Kiarostami plasmó en unos escasos setenta minutos de metraje esas barreras existentes entre el universo adulto y el cosmos infantil. La pasión que desprende esa recurrente dicotomía fue forjada con maestría y sinceridad por un Kiarostami en estado de gracia. A través de una mirada aún no conquistada por la tristeza y el desamor. Con una mirada libre de la que brota el deseo de apresar nuestros sueños por imposibles que éstos parezcan. Mediante una mirada tenaz, valerosa y quizás algo ingenua que enarbola la felicidad por bandera dejando de lado la ausencia de afecto y cariño exteriorizada por esos adultos que deambulan cual cuerpos sin alma por los terrenos de una vida que parece carecer de sentido.

El viajero

El partido de fútbol asumirá pues la imagen de ese oasis inaccesible que el inocente adolescente tratará de alcanzar a pesar de las dificultades que encuentra en su camino.
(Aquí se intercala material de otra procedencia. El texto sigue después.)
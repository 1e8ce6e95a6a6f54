//! Oscillator, volume and band indicators merged from the indicator source
//!
//! ADX, OBV, MOM and RSI are single-value indicators with an optional
//! percentage change computed after the merge. MACD always adds its signal
//! spread and the change of each line. Bollinger bands are renamed to
//! `BB_UP`, `BB_MID` and `BB_LOW` and can be measured against the prices.

use super::{apply_diff, DiffMode};
use crate::error::Result;
use crate::indicators::{IndicatorKind, IndicatorSource};
use crate::merge::{inner_join_on_date, prepare_indicator, value_column_names};
use crate::metadata::{FeatureMetadata, Transformed};
use crate::table::{f64_values, pct_change, put_f64_column, with_difference};
use crate::types::Ticker;
use polars::prelude::DataFrame;

pub const MACD: &str = "MACD";
pub const MACD_SIGNAL: &str = "MACD_Signal";
pub const MACD_HIST: &str = "MACD_Hist";
pub const MACD_SIGN_DIFF: &str = "MACD_SIGN_DIFF";

pub const BB_UP: &str = "BB_UP";
pub const BB_MID: &str = "BB_MID";
pub const BB_LOW: &str = "BB_LOW";

const BAND_RENAMES: [(&str, &str); 3] = [
    ("Real Upper Band", BB_UP),
    ("Real Middle Band", BB_MID),
    ("Real Lower Band", BB_LOW),
];

fn fetch_and_merge<S>(df: &DataFrame, source: &S, ticker: &Ticker, kind: IndicatorKind, period: u32, renames: &[(&str, &str)]) -> Result<DataFrame>
where
    S: IndicatorSource + ?Sized,
{
    let table = source.fetch_indicator(kind, ticker, period)?;
    let table = prepare_indicator(table, renames)?;
    inner_join_on_date(df, &table)
}

/// Merge a single-value indicator and optionally its change as `change_name`
fn add_single_value<S>(
    df: DataFrame,
    meta: FeatureMetadata,
    source: &S,
    ticker: &Ticker,
    kind: IndicatorKind,
    period: u32,
    change_name: Option<String>,
) -> Result<Transformed>
where
    S: IndicatorSource + ?Sized,
{
    let column = kind.tag();
    let merged = fetch_and_merge(&df, source, ticker, kind, period, &[])?;
    let meta = meta.with_continuous(column);

    match change_name {
        Some(name) => {
            let change = pct_change(&f64_values(&merged, column)?);
            let merged = put_f64_column(merged, &name, change)?;
            Ok((merged, meta.with_continuous(name)))
        }
        None => Ok((merged, meta)),
    }
}

/// Average directional movement index, `ADX` and optionally `ADX_CHANGE`
pub fn add_adx<S>(df: DataFrame, meta: FeatureMetadata, source: &S, ticker: &Ticker, period: u32, change: bool) -> Result<Transformed>
where
    S: IndicatorSource + ?Sized,
{
    let change_name = change.then(|| "ADX_CHANGE".to_string());
    add_single_value(df, meta, source, ticker, IndicatorKind::Adx, period, change_name)
}

/// On-balance volume, `OBV` and optionally `OBV_CHANGE`
pub fn add_obv<S>(df: DataFrame, meta: FeatureMetadata, source: &S, ticker: &Ticker, period: u32, change: bool) -> Result<Transformed>
where
    S: IndicatorSource + ?Sized,
{
    let change_name = change.then(|| "OBV_CHANGE".to_string());
    add_single_value(df, meta, source, ticker, IndicatorKind::Obv, period, change_name)
}

/// Momentum, `MOM` and optionally `MOM-pct`
pub fn add_mom<S>(df: DataFrame, meta: FeatureMetadata, source: &S, ticker: &Ticker, period: u32, change: bool) -> Result<Transformed>
where
    S: IndicatorSource + ?Sized,
{
    let change_name = change.then(|| "MOM-pct".to_string());
    add_single_value(df, meta, source, ticker, IndicatorKind::Mom, period, change_name)
}

/// Relative strength index, `RSI` and optionally `RSI_CHANGE`
pub fn add_rsi<S>(df: DataFrame, meta: FeatureMetadata, source: &S, ticker: &Ticker, period: u32, change: bool) -> Result<Transformed>
where
    S: IndicatorSource + ?Sized,
{
    let change_name = change.then(|| "RSI_CHANGE".to_string());
    add_single_value(df, meta, source, ticker, IndicatorKind::Rsi, period, change_name)
}

/// MACD lines, `MACD_SIGN_DIFF` = MACD − signal, and `<line>_Change` for each line
pub fn add_macd<S>(df: DataFrame, meta: FeatureMetadata, source: &S, ticker: &Ticker, period: u32) -> Result<Transformed>
where
    S: IndicatorSource + ?Sized,
{
    let table = source.fetch_indicator(IndicatorKind::Macd, ticker, period)?;
    let table = prepare_indicator(table, &[])?;
    let lines = value_column_names(&table);

    let mut merged = inner_join_on_date(&df, &table)?;
    let mut meta = meta
        .with_continuous(MACD)
        .with_continuous(MACD_SIGNAL)
        .with_continuous(MACD_HIST);

    merged = with_difference(merged, MACD_SIGN_DIFF, MACD, MACD_SIGNAL)?;
    meta = meta.with_continuous(MACD_SIGN_DIFF);

    for line in &lines {
        let name = format!("{}_Change", line);
        let change = pct_change(&f64_values(&merged, line)?);
        merged = put_f64_column(merged, &name, change)?;
        meta = meta.with_continuous(name);
    }
    Ok((merged, meta))
}

/// Bollinger bands with the distance columns selected by `mode`
///
/// With a single price column this adds `<col>_BB_UP_Diff`, `<col>_BB_MID_Diff`
/// and `<col>_BB_LOW_Diff`; with all four prices it adds twelve columns, band
/// by band.
pub fn add_bbands<S>(df: DataFrame, meta: FeatureMetadata, source: &S, ticker: &Ticker, period: u32, mode: &DiffMode) -> Result<Transformed>
where
    S: IndicatorSource + ?Sized,
{
    let table = source.fetch_indicator(IndicatorKind::Bbands, ticker, period)?;
    let table = prepare_indicator(table, &BAND_RENAMES)?;
    let meta = meta.with_merged_columns(table.get_column_names());

    let (mut merged, mut meta) = (inner_join_on_date(&df, &table)?, meta);
    for band in value_column_names(&table) {
        (merged, meta) = apply_diff(merged, meta, &band, mode)?;
    }
    Ok((merged, meta))
}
Conforme se desarrolla el discurrir de la fábula Kiarostami derrotará la narrativa de ficción empleada en el arranque hacia un firmamento claramente documental en el que se atisba los escasos medios económicos, si bien majestuosos en cuanto a lo artístico, con los que contó el persa para construir su obra. El autor de El sabor de las cerezas regaló al espectador unas inolvidables y eternas secuencias—como las del viaje en autobús de Qasem con dirección a Teherán o el azaroso deambular del pequeño entre los viandantes capitalinos fotografiado por el persa al más puro estilo de los reportajes con cámara oculta, con el claro objeto de captar la esencia naturalista del contexto— repletas de magia. Y es que como le sucedía al pipiolo Antoine, Qasem tocará con los dedos el cielo que anhelaba habitar tan sólo por un instante, siendo derrotado por el cansancio y las piedras que el entorno impone en sus aspiraciones. De este modo,  El viajero emerge como uno de los más inspirados poemas del cine iraní, capaz de reflejar de una manera maravillosa la lucha emprendida por los ciudadanos más inocentes para vencer la esclavitud que impera en una sociedad carente de libertad. Sin duda un hermoso canto que permite creer en la consecución de esas pequeñas utopías cotidianas.